- _Task to carry out_:
Work out how many lines of the listing hold "functions", then state only that count.

- _Given records_:
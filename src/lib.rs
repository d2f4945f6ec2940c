//! CityScope terminal client.
//!
//! A keyboard-driven interface for the CityScope civic urban-exploration
//! platform: browse and add geotagged contributions, discuss in the Agora,
//! generate themed walking routes, and manage your profile.
//!
//! The crate's core is the session lifecycle: `auth::SessionStore` owns the
//! current user and the persisted bearer token, `api::ApiClient` stamps
//! every request and centralizes 401 handling, and `ui::guard` derives
//! screen access from session state.

pub mod api;
pub mod app;
pub mod auth;
pub mod config;
pub mod models;
pub mod ui;
pub mod utils;
//! Utility functions for string formatting and manipulation.

pub mod format;

// Re-export commonly used functions at module level
pub use format::{cmp_ignore_case, contains_ignore_case, format_timestamp, truncate};
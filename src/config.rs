//! Application configuration management.
//!
//! This module handles loading and saving the application configuration:
//! the backend base URL, the last email used to log in, and the home
//! position used for new contributions and route generation.
//!
//! Configuration is stored at `~/.config/cityscope/config.json`. The base
//! URL can be overridden per run with the `CITYSCOPE_API_URL` environment
//! variable (a `.env` file works too).

use std::path::PathBuf;

use anyhow::Result;
use serde::{Deserialize, Serialize};

/// Application name used for config/cache directory paths
const APP_NAME: &str = "cityscope";

/// Config file name
const CONFIG_FILE: &str = "config.json";

/// Default backend base URL when neither config nor env provide one
const DEFAULT_API_URL: &str = "http://localhost:5000/api";

/// Fallback home position: central Rabat.
/// Stands in for the browser geolocation the web client uses.
const DEFAULT_LATITUDE: f64 = 34.0209;
const DEFAULT_LONGITUDE: f64 = -6.8416;

#[derive(Debug, Clone, Serialize, Deserialize, Default)]
pub struct Config {
    pub api_url: Option<String>,
    pub last_email: Option<String>,
    pub home_latitude: Option<f64>,
    pub home_longitude: Option<f64>,
}

impl Config {
    pub fn load() -> Result<Self> {
        let path = Self::config_path()?;
        if path.exists() {
            let contents = std::fs::read_to_string(&path)?;
            Ok(serde_json::from_str(&contents)?)
        } else {
            Ok(Self::default())
        }
    }

    pub fn save(&self) -> Result<()> {
        let path = Self::config_path()?;
        if let Some(parent) = path.parent() {
            std::fs::create_dir_all(parent)?;
        }
        let contents = serde_json::to_string_pretty(self)?;
        std::fs::write(path, contents)?;
        Ok(())
    }

    /// Backend base URL: env var beats config beats default
    pub fn api_url(&self) -> String {
        std::env::var("CITYSCOPE_API_URL")
            .ok()
            .filter(|url| !url.is_empty())
            .or_else(|| self.api_url.clone())
            .unwrap_or_else(|| DEFAULT_API_URL.to_string())
    }

    /// Home position for contributions and route starts
    pub fn home_position(&self) -> (f64, f64) {
        (
            self.home_latitude.unwrap_or(DEFAULT_LATITUDE),
            self.home_longitude.unwrap_or(DEFAULT_LONGITUDE),
        )
    }

    fn config_path() -> Result<PathBuf> {
        let config_dir = dirs::config_dir()
            .ok_or_else(|| anyhow::anyhow!("Could not find config directory"))?;
        Ok(config_dir.join(APP_NAME).join(CONFIG_FILE))
    }

    /// Directory holding the persisted token slot
    pub fn cache_dir() -> Result<PathBuf> {
        let cache_dir = dirs::cache_dir()
            .ok_or_else(|| anyhow::anyhow!("Could not find cache directory"))?;
        Ok(cache_dir.join(APP_NAME))
    }
}
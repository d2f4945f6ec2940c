//! CityScope TUI entry point.
//!
//! Sets up the terminal, resolves any persisted session before the first
//! frame, and runs the event loop.

use std::io;
use std::time::Duration;

use anyhow::Result;
use crossterm::{
    event::{self, DisableMouseCapture, EnableMouseCapture, Event, KeyCode, KeyModifiers},
    execute,
    terminal::{disable_raw_mode, enable_raw_mode, EnterAlternateScreen, LeaveAlternateScreen},
};
use ratatui::{backend::CrosstermBackend, Terminal};
use tracing::info;
use tracing_subscriber::{fmt, prelude::*, EnvFilter};

use cityscope::app::{App, AppState};
use cityscope::ui::input::handle_input;
use cityscope::ui::render::render;

/// Timeout for polling terminal events (in milliseconds)
const EVENT_POLL_TIMEOUT_MS: u64 = 100;

/// Initialize the tracing subscriber for logging
fn init_tracing() {
    // Use RUST_LOG env var to control log level (e.g., RUST_LOG=debug)
    let filter = EnvFilter::try_from_default_env().unwrap_or_else(|_| EnvFilter::new("warn"));

    tracing_subscriber::registry()
        .with(fmt::layer().with_writer(io::stderr))
        .with(filter)
        .init();
}

#[tokio::main]
async fn main() -> Result<()> {
    // Load .env file if present (silently ignore if not found)
    let _ = dotenvy::dotenv();

    init_tracing();
    info!("CityScope starting");

    // Create the app and settle the session before the first frame, so
    // protected screens never render against an unresolved session
    let mut app = App::new()?;
    app.initialize().await;

    // Setup terminal
    enable_raw_mode()?;
    let mut stdout = io::stdout();
    execute!(stdout, EnterAlternateScreen, EnableMouseCapture)?;
    let backend = CrosstermBackend::new(stdout);
    let mut terminal = Terminal::new(backend)?;

    // Main loop
    let result = run_app(&mut terminal, &mut app).await;

    // Restore terminal
    disable_raw_mode()?;
    execute!(
        terminal.backend_mut(),
        LeaveAlternateScreen,
        DisableMouseCapture
    )?;
    terminal.show_cursor()?;

    if let Err(e) = result {
        eprintln!("Error: {}", e);
    }

    info!("CityScope shutting down");
    Ok(())
}

async fn run_app(
    terminal: &mut Terminal<CrosstermBackend<io::Stdout>>,
    app: &mut App,
) -> Result<()> {
    loop {
        // Keep the guard honest before every frame
        app.enforce_guard();

        // Draw UI
        terminal.draw(|f| render(f, app))?;

        // Poll for events with timeout to allow background updates
        if event::poll(Duration::from_millis(EVENT_POLL_TIMEOUT_MS))? {
            if let Event::Key(key) = event::read()? {
                // Ctrl+C to quit
                if key.code == KeyCode::Char('c') && key.modifiers.contains(KeyModifiers::CONTROL)
                {
                    return Ok(());
                }

                if handle_input(app, key).await? {
                    return Ok(());
                }
            }
        }

        // Check for completed background tasks
        app.check_background_tasks();

        if matches!(app.state, AppState::Quitting) {
            return Ok(());
        }
    }
}
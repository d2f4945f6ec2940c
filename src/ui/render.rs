use ratatui::{
    layout::{Constraint, Direction, Layout, Rect},
    text::{Line, Span},
    widgets::{Block, Borders, Clear, Paragraph},
    Frame,
};

use crate::app::{App, AppState, Screen};

use super::guard::{self, Gate};
use super::screens::{agora, auth, contributions, echappees, profile};
use super::styles;

pub fn render(frame: &mut Frame, app: &App) {
    let chunks = Layout::default()
        .direction(Direction::Vertical)
        .constraints([
            Constraint::Length(3), // Title bar
            Constraint::Length(3), // Tabs
            Constraint::Min(10),   // Main content
            Constraint::Length(2), // Status bar
        ])
        .split(frame.area());

    render_title_bar(frame, app, chunks[0]);
    render_tabs(frame, app, chunks[1]);
    render_main_content(frame, app, chunks[2]);
    render_status_bar(frame, app, chunks[3]);

    // Render overlays
    if matches!(app.state, AppState::ShowingHelp) {
        render_help_overlay(frame);
    }

    if matches!(app.state, AppState::ComposingContribution) {
        render_contribution_overlay(frame, app);
    }

    if matches!(app.state, AppState::ComposingTopic) {
        render_topic_overlay(frame, app);
    }

    if matches!(app.state, AppState::ConfirmingQuit) {
        render_quit_overlay(frame);
    }
}

fn render_title_bar(frame: &mut Frame, app: &App, area: Rect) {
    let title = "  CityScope";
    let user_hint = match app.session.user() {
        Some(user) => format!("{} | [?] Help", user.name),
        None => "[?] Help".to_string(),
    };

    let title_line = Line::from(vec![
        Span::styled(title, styles::title_style()),
        Span::raw(" ".repeat(
            (area.width as usize).saturating_sub(title.len() + user_hint.len() + 4),
        )),
        Span::styled(user_hint, styles::muted_style()),
    ]);

    let block = Block::default()
        .borders(Borders::BOTTOM)
        .border_style(styles::muted_style());

    frame.render_widget(Paragraph::new(title_line).block(block), area);
}

fn render_tabs(frame: &mut Frame, app: &App, area: Rect) {
    let tabs = [
        ("[1] Map", Screen::Map),
        ("[2] Agora", Screen::Agora),
        ("[3] Échappées", Screen::Echappees),
        ("[4] Profile", Screen::Profile),
    ];

    let mut spans = vec![Span::raw(" ")];
    for (i, (label, screen)) in tabs.iter().enumerate() {
        if i > 0 {
            spans.push(Span::styled(" | ", styles::muted_style()));
        }
        spans.push(Span::styled(
            *label,
            styles::tab_style(app.screen == *screen),
        ));
    }

    let line = Line::from(spans);
    let block = Block::default()
        .borders(Borders::BOTTOM)
        .border_style(styles::muted_style());

    frame.render_widget(Paragraph::new(line).block(block), area);
}

fn render_main_content(frame: &mut Frame, app: &App, area: Rect) {
    // Protected screens render only for an authenticated session; while the
    // session is still resolving they show a placeholder. The unauthenticated
    // case lands on the auth screen (the app loop enforces the redirect; the
    // match below covers the same frame it happens in).
    match guard::gate(app.screen, app.session.status()) {
        Gate::Loading => {
            render_loading(frame, area);
            return;
        }
        Gate::Login => {
            auth::render(frame, app, area);
            return;
        }
        Gate::Render => {}
    }

    match app.screen {
        Screen::Map => contributions::render(frame, app, area),
        Screen::Agora => agora::render(frame, app, area),
        Screen::Echappees => echappees::render(frame, app, area),
        Screen::Profile => profile::render(frame, app, area),
        Screen::Auth => auth::render(frame, app, area),
    }
}

fn render_loading(frame: &mut Frame, area: Rect) {
    let box_area = centered_rect_fixed(30, 3, area);
    let paragraph = Paragraph::new(Line::from(Span::styled(
        " Checking session... ",
        styles::muted_style(),
    )))
    .block(
        Block::default()
            .borders(Borders::ALL)
            .border_style(styles::muted_style()),
    );
    frame.render_widget(paragraph, box_area);
}

fn render_status_bar(frame: &mut Frame, app: &App, area: Rect) {
    let shortcuts = if app.session.is_authenticated() {
        "[u]pdate | [q]uit"
    } else {
        "[q]uit"
    };

    let left_text = if let Some(ref msg) = app.status_message {
        format!(" {} ", msg)
    } else if matches!(app.state, AppState::Searching) {
        format!(" /{}_ ", app.search_query)
    } else {
        String::from(" ")
    };

    let right_text = format!(" {} ", shortcuts);
    let padding = (area.width as usize)
        .saturating_sub(left_text.len())
        .saturating_sub(right_text.len());

    let status_line = Line::from(vec![
        Span::styled(left_text, styles::muted_style()),
        Span::raw(" ".repeat(padding)),
        Span::styled(right_text, styles::muted_style()),
    ]);

    frame.render_widget(
        Paragraph::new(status_line).style(styles::status_bar_style()),
        area,
    );
}

fn render_help_overlay(frame: &mut Frame) {
    let area = centered_rect_fixed(52, 20, frame.area());
    frame.render_widget(Clear, area);

    let key = |k: &'static str, desc: &'static str| {
        Line::from(vec![
            Span::styled(format!("  {:<12}", k), styles::help_key_style()),
            Span::styled(desc, styles::help_desc_style()),
        ])
    };

    let version = env!("CARGO_PKG_VERSION");

    let help_text = vec![
        Line::from(Span::styled(
            format!("  CityScope v{}", version),
            styles::title_style(),
        )),
        Line::from(""),
        key("1-4", "Switch screen"),
        key("Tab / S-Tab", "Next / previous screen"),
        key("j/k, arrows", "Move selection"),
        key("Enter", "Open / submit"),
        key("/", "Search contributions"),
        key("l / L", "Toggle layer / all layers"),
        key("a", "Add contribution (map)"),
        key("n", "New topic (agora)"),
        key("e", "Edit profile"),
        key("x", "Log out"),
        key("u", "Refresh data"),
        key("q", "Quit"),
        Line::from(""),
        Line::from(Span::styled(
            "  [Esc] close help",
            styles::muted_style(),
        )),
    ];

    let paragraph = Paragraph::new(help_text).block(
        Block::default()
            .title(" Help ")
            .title_style(styles::title_style())
            .borders(Borders::ALL)
            .border_style(styles::border_style(true)),
    );

    frame.render_widget(paragraph, area);
}

fn render_contribution_overlay(frame: &mut Frame, app: &App) {
    let area = centered_rect_fixed(60, 12, frame.area());
    frame.render_widget(Clear, area);

    let form = &app.contribution_form;
    let lines = vec![
        Line::from(""),
        Line::from(vec![
            Span::styled("  Title       ", styles::muted_style()),
            Span::styled(
                format!(" {} ", form.title),
                styles::input_style(!form.on_description),
            ),
        ]),
        Line::from(""),
        Line::from(vec![
            Span::styled("  Description ", styles::muted_style()),
            Span::styled(
                format!(" {} ", form.description),
                styles::input_style(form.on_description),
            ),
        ]),
        Line::from(""),
        Line::from(vec![
            Span::styled("  Category    ", styles::muted_style()),
            Span::styled(format!(" {} ", form.category()), styles::highlight_style()),
            Span::styled("  [→] cycle", styles::muted_style()),
        ]),
        Line::from(""),
        Line::from(Span::styled(
            "  [Tab] field  [Enter] submit  [Esc] cancel",
            styles::muted_style(),
        )),
    ];

    let paragraph = Paragraph::new(lines).block(
        Block::default()
            .title(" Add contribution (at home position) ")
            .title_style(styles::title_style())
            .borders(Borders::ALL)
            .border_style(styles::border_style(true)),
    );

    frame.render_widget(paragraph, area);
}

fn render_topic_overlay(frame: &mut Frame, app: &App) {
    let area = centered_rect_fixed(60, 10, frame.area());
    frame.render_widget(Clear, area);

    let form = &app.topic_form;
    let lines = vec![
        Line::from(""),
        Line::from(vec![
            Span::styled("  Title       ", styles::muted_style()),
            Span::styled(
                format!(" {} ", form.title),
                styles::input_style(!form.on_description),
            ),
        ]),
        Line::from(""),
        Line::from(vec![
            Span::styled("  Description ", styles::muted_style()),
            Span::styled(
                format!(" {} ", form.description),
                styles::input_style(form.on_description),
            ),
        ]),
        Line::from(""),
        Line::from(Span::styled(
            "  [Tab] field  [Enter] create  [Esc] cancel",
            styles::muted_style(),
        )),
    ];

    let paragraph = Paragraph::new(lines).block(
        Block::default()
            .title(" New topic ")
            .title_style(styles::title_style())
            .borders(Borders::ALL)
            .border_style(styles::border_style(true)),
    );

    frame.render_widget(paragraph, area);
}

fn render_quit_overlay(frame: &mut Frame) {
    let area = centered_rect_fixed(36, 5, frame.area());
    frame.render_widget(Clear, area);

    let lines = vec![
        Line::from(""),
        Line::from(Span::styled(
            "  Quit CityScope? [y/n]",
            styles::help_desc_style(),
        )),
    ];

    let paragraph = Paragraph::new(lines).block(
        Block::default()
            .title(" Confirm ")
            .title_style(styles::title_style())
            .borders(Borders::ALL)
            .border_style(styles::border_style(true)),
    );

    frame.render_widget(paragraph, area);
}

/// Fixed-size rectangle centered in `area`, clamped to fit
pub fn centered_rect_fixed(width: u16, height: u16, area: Rect) -> Rect {
    let width = width.min(area.width);
    let height = height.min(area.height);
    Rect {
        x: area.x + (area.width - width) / 2,
        y: area.y + (area.height - height) / 2,
        width,
        height,
    }
}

- _Result of the exercise_:
2